Jonathan's Teachings re: Table Calculations & Granularity

Version 1

    This came from a thread I didn't want to lose:

     

    Taking a step back here, the question is about comparing across records in the underlying data in order to filter out Email IDs that belong to list 123, then count the remaining Email IDs per List ID. This kind of problem is a great practice for me to explain, so I'll take a little extra time to walk through the steps involved to reach a couple of solutions.

     

    A distinct record (row) in the data is made of the Email Address and List ID. So if we want to exclude certain Email IDs based on the presence of a List ID for that record, we have to look across records. In order to make Tableau do that (there's no single magic function to do that kind of filtering, like the other BI tool you mentioned, Roopa) we need to work with the three calculation levels in Tableau:

     

    - Record (or row) level. The calculation is computed for each record, using only values from that record. This can return a dimension or a measure.

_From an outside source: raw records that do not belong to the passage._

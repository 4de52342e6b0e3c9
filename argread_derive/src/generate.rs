mod reader;
mod slot;
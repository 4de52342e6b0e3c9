use proc_macro2::TokenStream as TokenStream2;
use quote::quote;

use crate::model::{DeriveReader, DeriveValue};

impl From<DeriveReader> for TokenStream2 {
    fn from(value: DeriveReader) -> Self {
        let DeriveReader {
            struct_name,
            impl_generics: DeriveValue {
                tokens: impl_generics,
            },
            type_generics: DeriveValue {
                tokens: type_generics,
            },
            where_clause: DeriveValue {
                tokens: where_clause,
            },
            slots,
        } = value;
        let slots: Vec<TokenStream2> = slots.into_iter().map(TokenStream2::from).collect();

        quote! {
            impl #impl_generics ::argread::ReadArgs for #struct_name #type_generics #where_clause {
                fn register<'argread>(
                    &'argread mut self,
                    reader: ::argread::Reader<'argread>,
                ) -> ::argread::Reader<'argread> {
                    #( #slots )*
                    reader
                }
            }
        }
    }
}
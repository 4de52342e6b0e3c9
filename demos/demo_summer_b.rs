use argread::Reader;

fn main() {
    let mut verbose = false;
    let mut items: Vec<u32> = Vec::default();

    let mut reader = Reader::new()
        .flag(&mut verbose, true, Some('v'), Some("verbose"))
        .var(&mut items);

    if let Err(error) = reader.process_args() {
        eprintln!("Parse error: {error}");
        std::process::exit(1);
    }

    drop(reader);
    let sum: u32 = items.iter().sum();

    if verbose {
        println!("Sum of {items:?}: {sum}");
    } else {
        println!("Sum: {sum}");
    }
}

    - Aggregate. An aggregate calculation like SUM() is computed across the set of records that are returned based on the distinct values of the dimension(s) in the view. These are always measures.

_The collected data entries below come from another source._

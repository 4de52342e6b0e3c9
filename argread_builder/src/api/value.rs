use std::str::FromStr;

use num_complex::{Complex32, Complex64};

use crate::error::{Error, ValueError};

/// Behaviour to convert a single input token into a typed value.
///
/// All typed registrations ([`Reader::named`](crate::Reader::named), [`Reader::pos`](crate::Reader::pos), etc) convert their tokens via this trait.
/// `argread` implements it for the scalar types listed below; implement it for your own types to read them from the command line.
///
/// ```console
/// Rust type  | TYPE_NAME
/// ------------------------
/// String     | string
/// bool       | bool
/// isize      | int
/// i8 .. i64  | int8 .. int64
/// usize      | uint
/// u8 .. u64  | uint8 .. uint64
/// f32, f64   | float32, float64
/// Complex32  | complex64
/// Complex64  | complex128
/// ```
///
/// ### Example
/// ```
/// # use argread_builder as argread;
/// use argread::Value;
///
/// assert_eq!(u8::parse_value("0x1f").unwrap(), 31);
/// assert_eq!(
///     u8::parse_value("256").unwrap_err().to_string(),
///     "unable to parse value {input: 256, type: uint8}: number too large to fit in target type",
/// );
/// ```
pub trait Value: Sized {
    /// The name reported in the `type` context of a conversion error.
    const TYPE_NAME: &'static str;

    /// Convert the token, or fail with an `unable to parse value` error.
    fn parse_value(token: &str) -> Result<Self, Error>;
}

pub(crate) fn invalid<T: Value>(token: &str, cause: ValueError) -> Error {
    Error::new("unable to parse value")
        .with("input", token)
        .with("type", T::TYPE_NAME)
        .caused_by(cause)
}

impl Value for String {
    const TYPE_NAME: &'static str = "string";

    fn parse_value(token: &str) -> Result<Self, Error> {
        Ok(token.to_string())
    }
}

impl Value for bool {
    const TYPE_NAME: &'static str = "bool";

    fn parse_value(token: &str) -> Result<Self, Error> {
        match token.to_ascii_lowercase().as_str() {
            "1" | "t" | "true" => Ok(true),
            "0" | "f" | "false" => Ok(false),
            _ => Err(invalid::<Self>(token, ValueError::Bool)),
        }
    }
}

/// Split an integer token into its sign, digits, and radix.
fn split_radix(token: &str) -> (bool, &str, u32) {
    let (negative, unsigned) = match token.strip_prefix('-') {
        Some(rest) => (true, rest),
        None => (false, token.strip_prefix('+').unwrap_or(token)),
    };

    for (prefixes, radix) in [(["0x", "0X"], 16), (["0o", "0O"], 8), (["0b", "0B"], 2)] {
        for prefix in prefixes {
            if let Some(digits) = unsigned.strip_prefix(prefix) {
                return (negative, digits, radix);
            }
        }
    }

    (negative, unsigned, 10)
}

macro_rules! integer_value {
    ($($t:ty => $name:literal),* $(,)?) => {
        $(
            impl Value for $t {
                const TYPE_NAME: &'static str = $name;

                fn parse_value(token: &str) -> Result<Self, Error> {
                    let (negative, digits, radix) = split_radix(token);
                    // An explicit sign keeps a second sign inside the digits from being accepted.
                    let sign = if negative { '-' } else { '+' };
                    <$t>::from_str_radix(&format!("{sign}{digits}"), radix)
                        .map_err(|error| invalid::<Self>(token, ValueError::from(error)))
                }
            }
        )*
    };
}

integer_value! {
    isize => "int",
    i8 => "int8",
    i16 => "int16",
    i32 => "int32",
    i64 => "int64",
    usize => "uint",
    u8 => "uint8",
    u16 => "uint16",
    u32 => "uint32",
    u64 => "uint64",
}

macro_rules! float_value {
    ($($t:ty => $name:literal),* $(,)?) => {
        $(
            impl Value for $t {
                const TYPE_NAME: &'static str = $name;

                fn parse_value(token: &str) -> Result<Self, Error> {
                    <$t>::from_str(token)
                        .map_err(|error| invalid::<Self>(token, ValueError::from(error)))
                }
            }
        )*
    };
}

float_value! {
    f32 => "float32",
    f64 => "float64",
}

macro_rules! complex_value {
    ($($t:ty => $name:literal),* $(,)?) => {
        $(
            impl Value for $t {
                const TYPE_NAME: &'static str = $name;

                fn parse_value(token: &str) -> Result<Self, Error> {
                    let inner = token
                        .strip_prefix('(')
                        .and_then(|rest| rest.strip_suffix(')'))
                        .unwrap_or(token);
                    <$t>::from_str(inner)
                        .map_err(|error| invalid::<Self>(token, ValueError::from(error)))
                }
            }
        )*
    };
}

complex_value! {
    Complex32 => "complex64",
    Complex64 => "complex128",
}
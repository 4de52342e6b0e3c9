//! Builder module for `argread`.
//! See [documentation root](https://docs.rs/argread/latest/argread/index.html) for full details.
#![deny(missing_docs)]
mod api;
mod error;
mod parser;

pub use api::*;
pub use error::{Error, ValueError};
pub use num_complex::{Complex, Complex32, Complex64};

#[cfg(test)]
#[macro_use]
extern crate assert_matches;
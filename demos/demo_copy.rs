use argread::derive::*;

#[derive(Debug, Default, ReadArgs)]
struct Parameters {
    #[argread("flag,r,recursive")]
    recursive: bool,
    #[argread("flag,l,loud,3")]
    verbosity: u8,
    #[argread("b,buffer")]
    buffer: usize,
    source: String,
    destination: String,
    #[argread("optional")]
    mode: String,
    #[argread("skip")]
    attempts: Option<u32>,
}

fn main() {
    let parameters = Parameters::read_args();
    println!("{parameters:#?}");
}
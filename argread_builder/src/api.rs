mod reader;
mod structure;
mod value;

pub use reader::*;
pub use structure::*;
pub use value::*;
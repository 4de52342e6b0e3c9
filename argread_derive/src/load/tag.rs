/// The text of a field's `#[argread("..")]` annotation, split into its comma separated components.
#[derive(Debug, PartialEq, Eq)]
pub(super) struct Tag {
    pub text: String,
    pub components: Vec<String>,
}

impl Tag {
    /// Read the annotation from a field's attributes, if any.
    /// When repeated, the final annotation applies.
    pub(super) fn read(attributes: &[syn::Attribute]) -> Result<Option<Self>, syn::Error> {
        let mut tag = None;

        for attribute in attributes {
            if attribute.path().is_ident("argread") {
                let literal: syn::LitStr = attribute.parse_args()?;
                tag.replace(Tag::from(literal.value()));
            }
        }

        Ok(tag)
    }

    /// An empty (or all whitespace) annotation reads the same as no annotation.
    pub(super) fn is_blank(&self) -> bool {
        self.text.trim().is_empty()
    }
}

impl From<String> for Tag {
    fn from(value: String) -> Self {
        let components = value
            .split(',')
            .map(|component| component.trim().to_string())
            .collect();
        Tag {
            text: value,
            components,
        }
    }
}
//! Open-Meteo current-conditions client.
//!
//! Responses are cached per rounded coordinate pair (1h TTL) and transport
//! failures are retried with a short linear backoff. This layer owns all
//! retry policy; the classification core performs none.

use crate::config::WeatherConfig;
use crate::error::{AppError, Result};
use crate::models::FeatureRecord;
use moka::future::Cache;
use reqwest::Client;
use serde::{Deserialize, Serialize};
use std::time::Duration;
use tracing::{debug, warn};

/// General (location context) fields of a weather response
#[derive(Debug, Clone, Serialize, Deserialize)]
pub struct GeneralInfo {
    pub latitude: f64,
    pub longitude: f64,
    pub elevation: f64,
    pub timezone: String,
    pub timezone_abbreviation: String,
    pub utc_offset_seconds: i64,
}

/// Instantaneous ("current") observation fields
#[derive(Debug, Clone, Serialize, Deserialize)]
pub struct CurrentConditions {
    pub time: String,
    pub temperature_2m: f64,
    pub precipitation: f64,
    pub wind_speed_10m: f64,
    pub wind_direction_10m: f64,
    pub is_day: f64,
    pub rain: f64,
    pub snowfall: f64,
    pub surface_pressure: f64,
    pub weather_code: f64,
    pub cloud_cover: f64,
    pub pressure_msl: f64,
    pub showers: f64,
    pub relative_humidity_2m: f64,
    pub apparent_temperature: f64,
    pub wind_gusts_10m: f64,
}

/// One complete weather observation for a coordinate pair
#[derive(Debug, Clone, Serialize, Deserialize)]
pub struct WeatherSnapshot {
    pub general: GeneralInfo,
    pub current: CurrentConditions,
}

impl WeatherSnapshot {
    /// Assemble the full model input from this snapshot
    pub fn to_feature_record(&self) -> FeatureRecord {
        FeatureRecord {
            apparent_temperature: self.current.apparent_temperature,
            cloud_cover: self.current.cloud_cover,
            is_day: self.current.is_day,
            precipitation: self.current.precipitation,
            pressure_msl: self.current.pressure_msl,
            rain: self.current.rain,
            relative_humidity_2m: self.current.relative_humidity_2m,
            showers: self.current.showers,
            snowfall: self.current.snowfall,
            surface_pressure: self.current.surface_pressure,
            temperature_2m: self.current.temperature_2m,
            weather_code: self.current.weather_code,
            wind_direction_10m: self.current.wind_direction_10m,
            wind_gusts_10m: self.current.wind_gusts_10m,
            wind_speed_10m: self.current.wind_speed_10m,
            elevation: self.general.elevation,
            latitude: self.general.latitude,
            longitude: self.general.longitude,
        }
    }
}

#[derive(Debug, Deserialize)]
struct ForecastResponse {
    latitude: f64,
    longitude: f64,
    elevation: f64,
    timezone: String,
    timezone_abbreviation: String,
    utc_offset_seconds: i64,
    current: ForecastCurrent,
}

#[derive(Debug, Deserialize)]
struct ForecastCurrent {
    time: String,
    temperature_2m: f64,
    precipitation: f64,
    wind_speed_10m: f64,
    wind_direction_10m: f64,
    is_day: f64,
    rain: f64,
    snowfall: f64,
    surface_pressure: f64,
    weather_code: f64,
    cloud_cover: f64,
    pressure_msl: f64,
    showers: f64,
    relative_humidity_2m: f64,
    apparent_temperature: f64,
    wind_gusts_10m: f64,
}

const CURRENT_VARIABLES: &str = "temperature_2m,precipitation,wind_speed_10m,\
wind_direction_10m,is_day,rain,snowfall,surface_pressure,weather_code,\
cloud_cover,pressure_msl,showers,relative_humidity_2m,apparent_temperature,\
wind_gusts_10m";

/// Weather provider client with response caching and bounded retry
#[derive(Clone)]
pub struct WeatherClient {
    client: Client,
    config: WeatherConfig,
    cache: Cache<String, WeatherSnapshot>,
}

impl WeatherClient {
    pub fn new(config: WeatherConfig) -> Result<Self> {
        let client = Client::builder()
            .timeout(Duration::from_secs(config.timeout_secs))
            .build()
            .map_err(|e| AppError::Configuration(format!("Failed to create HTTP client: {}", e)))?;

        let cache = Cache::builder()
            .time_to_live(Duration::from_secs(config.cache_ttl_secs))
            .max_capacity(10_000)
            .build();

        Ok(Self {
            client,
            config,
            cache,
        })
    }

    /// Fetch current conditions for a coordinate pair, serving cached
    /// snapshots for nearby (4-decimal-rounded) coordinates within the TTL.
    pub async fn current(&self, latitude: f64, longitude: f64) -> Result<WeatherSnapshot> {
        let key = format!("{:.4},{:.4}", latitude, longitude);
        if let Some(snapshot) = self.cache.get(&key).await {
            debug!(key = %key, "Weather cache hit");
            return Ok(snapshot);
        }

        let snapshot = self.fetch_with_retry(latitude, longitude).await?;
        self.cache.insert(key, snapshot.clone()).await;
        Ok(snapshot)
    }

    async fn fetch_with_retry(&self, latitude: f64, longitude: f64) -> Result<WeatherSnapshot> {
        let mut last_error = None;
        for attempt in 1..=self.config.max_retries {
            match self.fetch(latitude, longitude).await {
                Ok(snapshot) => return Ok(snapshot),
                Err(e) => {
                    warn!(
                        attempt = attempt,
                        max = self.config.max_retries,
                        error = %e,
                        "Weather fetch failed"
                    );
                    last_error = Some(e);
                    if attempt < self.config.max_retries {
                        let backoff =
                            Duration::from_millis(self.config.retry_backoff_ms * attempt as u64);
                        tokio::time::sleep(backoff).await;
                    }
                }
            }
        }
        Err(last_error
            .unwrap_or_else(|| AppError::Network("weather fetch failed".to_string())))
    }

    async fn fetch(&self, latitude: f64, longitude: f64) -> Result<WeatherSnapshot> {
        let url = format!("{}/v1/forecast", self.config.base_url);
        let response = self
            .client
            .get(&url)
            .query(&[
                ("latitude", latitude.to_string()),
                ("longitude", longitude.to_string()),
                ("current", CURRENT_VARIABLES.to_string()),
                ("timezone", "auto".to_string()),
            ])
            .send()
            .await?;

        if !response.status().is_success() {
            return Err(AppError::Network(format!(
                "weather provider returned status {}",
                response.status()
            )));
        }

        let body: ForecastResponse = response
            .json()
            .await
            .map_err(|e| AppError::Network(format!("weather response malformed: {}", e)))?;

        Ok(WeatherSnapshot {
            general: GeneralInfo {
                latitude: body.latitude,
                longitude: body.longitude,
                elevation: body.elevation,
                timezone: body.timezone,
                timezone_abbreviation: body.timezone_abbreviation,
                utc_offset_seconds: body.utc_offset_seconds,
            },
            current: CurrentConditions {
                time: body.current.time,
                temperature_2m: body.current.temperature_2m,
                precipitation: body.current.precipitation,
                wind_speed_10m: body.current.wind_speed_10m,
                wind_direction_10m: body.current.wind_direction_10m,
                is_day: body.current.is_day,
                rain: body.current.rain,
                snowfall: body.current.snowfall,
                surface_pressure: body.current.surface_pressure,
                weather_code: body.current.weather_code,
                cloud_cover: body.current.cloud_cover,
                pressure_msl: body.current.pressure_msl,
                showers: body.current.showers,
                relative_humidity_2m: body.current.relative_humidity_2m,
                apparent_temperature: body.current.apparent_temperature,
                wind_gusts_10m: body.current.wind_gusts_10m,
            },
        })
    }
}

    - Table calc. Table calculations are aggregates of aggregates, and can be made to compute over the values of the dimensions in the view in most any way we want. In addition, table calculations can be nested. These are always measures.

     

    If we have a view with both the Email Address and List ID dimensions in it, then we end up with a view where we have to set up a calculation that can look across those discrete combinations of dimensions, and the only calculation that can do that in Tableau is a table calculation. Roopa, this is why Shawn was asking you about the final view, because that can change the kind of calculation needed to get results.

     

    With this model, what Shawn had set up is a table calculation in a view with both List ID and Email Address as dimensions that does the following:

    1) Does a row-level calculation to turn the List ID into a string. This actually isn't necessary. Shawn, I'm curious as to where you got the understanding that you had to convert numbers into strings to evaluate them?

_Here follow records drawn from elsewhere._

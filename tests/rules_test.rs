//! Rule engine behavior across the five severity tiers.

use supernova_weather::models::{FeatureRecord, SeverityCategory};
use supernova_weather::rules::categorize;

/// Record with every feature outside all voting bands
fn baseline_record() -> FeatureRecord {
    FeatureRecord {
        apparent_temperature: -3.0,
        cloud_cover: 5.0,
        is_day: 1.0,
        precipitation: 0.2,
        pressure_msl: 1013.0,
        rain: 0.0,
        relative_humidity_2m: 20.0,
        showers: 0.0,
        snowfall: 0.0,
        surface_pressure: 1000.0,
        temperature_2m: -3.0,
        weather_code: 1.0,
        wind_direction_10m: 90.0,
        wind_gusts_10m: 1.0,
        wind_speed_10m: 0.5,
        elevation: 500.0,
        latitude: -23.5,
        longitude: -46.6,
    }
}

#[test]
fn emergency_scenario_trips_all_seven_critical_indicators() {
    let mut record = baseline_record();
    record.wind_speed_10m = 25.0;
    record.wind_gusts_10m = 30.0;
    record.precipitation = 55.0;
    record.snowfall = 25.0;
    record.temperature_2m = -25.0;
    record.relative_humidity_2m = 97.0;
    record.cloud_cover = 95.0;

    let category = categorize(&record);
    assert_eq!(category, SeverityCategory::Critico);
    assert_eq!(category.label(), "Crítico (Emergência Imediata)");
}

#[test]
fn stable_band_midpoints_classify_as_estavel() {
    let mut record = baseline_record();
    record.wind_speed_10m = 4.0;
    record.wind_gusts_10m = 5.0;
    record.precipitation = 5.0;
    record.snowfall = 3.0;
    record.temperature_2m = 20.0;
    record.relative_humidity_2m = 65.0;
    record.cloud_cover = 35.0;

    let category = categorize(&record);
    assert_eq!(category, SeverityCategory::Estavel);
    assert_eq!(category.label(), "Estável (Suporte Disponível)");
}

#[test]
fn critical_wind_threshold_is_inclusive_at_twenty() {
    let mut record = baseline_record();
    record.precipitation = 55.0;
    record.snowfall = 25.0;
    record.relative_humidity_2m = 97.0;
    record.cloud_cover = 95.0;

    record.wind_speed_10m = 20.0;
    assert_eq!(categorize(&record), SeverityCategory::Critico);

    record.wind_speed_10m = 19.999999;
    assert_ne!(categorize(&record), SeverityCategory::Critico);
}

#[test]
fn critical_tier_takes_precedence_over_all_lower_tiers() {
    // Five critical votes win even when the remaining features vote severe
    let mut record = baseline_record();
    record.wind_speed_10m = 22.0;
    record.wind_gusts_10m = 28.0;
    record.precipitation = 52.0;
    record.relative_humidity_2m = 96.0;
    record.cloud_cover = 92.0;
    record.snowfall = 15.0;
    record.temperature_2m = -15.0;

    assert_eq!(categorize(&record), SeverityCategory::Critico);
}

#[test]
fn categorize_is_deterministic() {
    let mut record = baseline_record();
    record.wind_speed_10m = 15.0;
    record.wind_gusts_10m = 20.0;
    record.precipitation = 40.0;

    let first = categorize(&record);
    for _ in 0..100 {
        assert_eq!(categorize(&record), first);
    }
}

#[test]
fn unmatched_records_default_to_suave() {
    assert_eq!(categorize(&baseline_record()), SeverityCategory::Suave);
}

#[test]
fn nan_features_fall_through_to_lowest_severity() {
    let mut record = baseline_record();
    record.wind_speed_10m = f64::NAN;
    record.precipitation = f64::NAN;
    record.temperature_2m = f64::NAN;
    record.cloud_cover = f64::NAN;

    assert_eq!(categorize(&record), SeverityCategory::Suave);
}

    2) Wraps that in the MIN() aggregation. Because the dimensionality of the view is such that it's effectively record-level, the MIN() returns the List ID.

    3) Does a comparison to identify (I think of this kind of calc as a flag) whether the particular List ID is 123, if so then return 1 else 0. Because this is an aggregate calculation, this is computed for every Email Address/List ID combination in the view. I've separated out the calc and put it into the "Without Filter" view in the attached.

    4) Then the WINDOW_SUM() is a table calculation that will sum across all List IDs for each Email Address. This returns the same result for each List ID within each Email Address, I set that calc up as well.

    5) Finally, the result of the WINDOW_SUM is evaluated against 0, to return a boolean result. This can then be used as a filter, as was set up in the With Filter worksheet.

    6) Now comes the sticky part, how to use that to count up all of the remaining Email IDs for each List ID?

     

    I took Shawn's idea with a slightly different approach. First of all, though, I changed the data source to include two additional rows to cover two additional conditions. I added List ID 456 for Email ID z@gmail.com so that Email ID has both Lists that would pass the filter, and added List ID 456 for Email ID x@gmail.com so that Email ID has all three Lists, and should not pass the filter. Note that this changes the desired results to 8 for List ID 456, and still 2 for List ID 789.

     

    Here's the inner part of the revised TC flag calc:

     

    TOTAL(SUM(IF [List ID]=123 THEN 1 ELSE 0 END))

     

    This also has a Compute Using of the List ID, so it restarts for each Email Address. The calc doesn't do the string conversion, and I've put the inner IF statement as a row-level calc. I tend to do that to try to keep calculations at the lowest level possible, among other reasons one is that if the grain of the view changes due to other dimensions coming into it I still have the most predictable results. And I've used the SUM() aggregation in this case because since the inner calc can return 1 or 0, a MIN() would return 0. MAX() would also work. I'm using TOTAL() here because it's almost always faster than WINDOW_SUM(). You can see that in TC Workout #1.

     

    Then for the full TC Flag calc, I used this formula:

     

    IF TOTAL(SUM(IF [List ID]=123 THEN 1 ELSE 0 END)) == 0 THEN 1 END

     

    The IF wrapper then causes this to flip the 1s and 0s, so that only the Email Addresses we want to count are 1s, and you can see that in the TC Workout #2 worksheet. I'm not putting an ELSE 0 on this calc because at this point I'm not needing those other email addresses at all, so why assign values to something that is supposed to be filtered out?

     

    Now we have a flag calculation that only returns 1 for the right values, we can sum that up. Here's the TC Total calc:

     

    IF FIRST()== 0 THEN WINDOW_SUM([TC Flag]) END

     

    This outer TC Total calc has a *nested* compute using that you set using the Edit Table Calculation dialog, where it's set up to compute using Email Address, partitioning on List ID and the inner TC Flag calc retains its compute using of List ID, partitioning on Email Address. So the WINDOW_SUM([TC Flag]) of the TC Total calc sums up all the TC Flags for each Email Address within each list, and since TC Flag is 1 or Null that's the same as a COUNT(). I'm using WINDOW_SUM() here rather than TOTAL() because TOTAL() can't be nested, while WINDOW_SUM() can. Also, WINDOW_COUNT() would've worked just as well as WINDOW_SUM() in this case. The IF FIRST() part causes this calculation to only return one result for the entire partition (List ID). And again, there's no ELSE for this IF statement because I don't want to make Tableau do any more work than it has to. You can see this in TC Workout #3. Note that I also rearranged the pills on Rows to better show the addressing (compute using) for the TC total calc.

     

    To get to the final view that you can see in TC Workout #4, I did the following:

    1) Duplicated the TC Workout #3 worksheet.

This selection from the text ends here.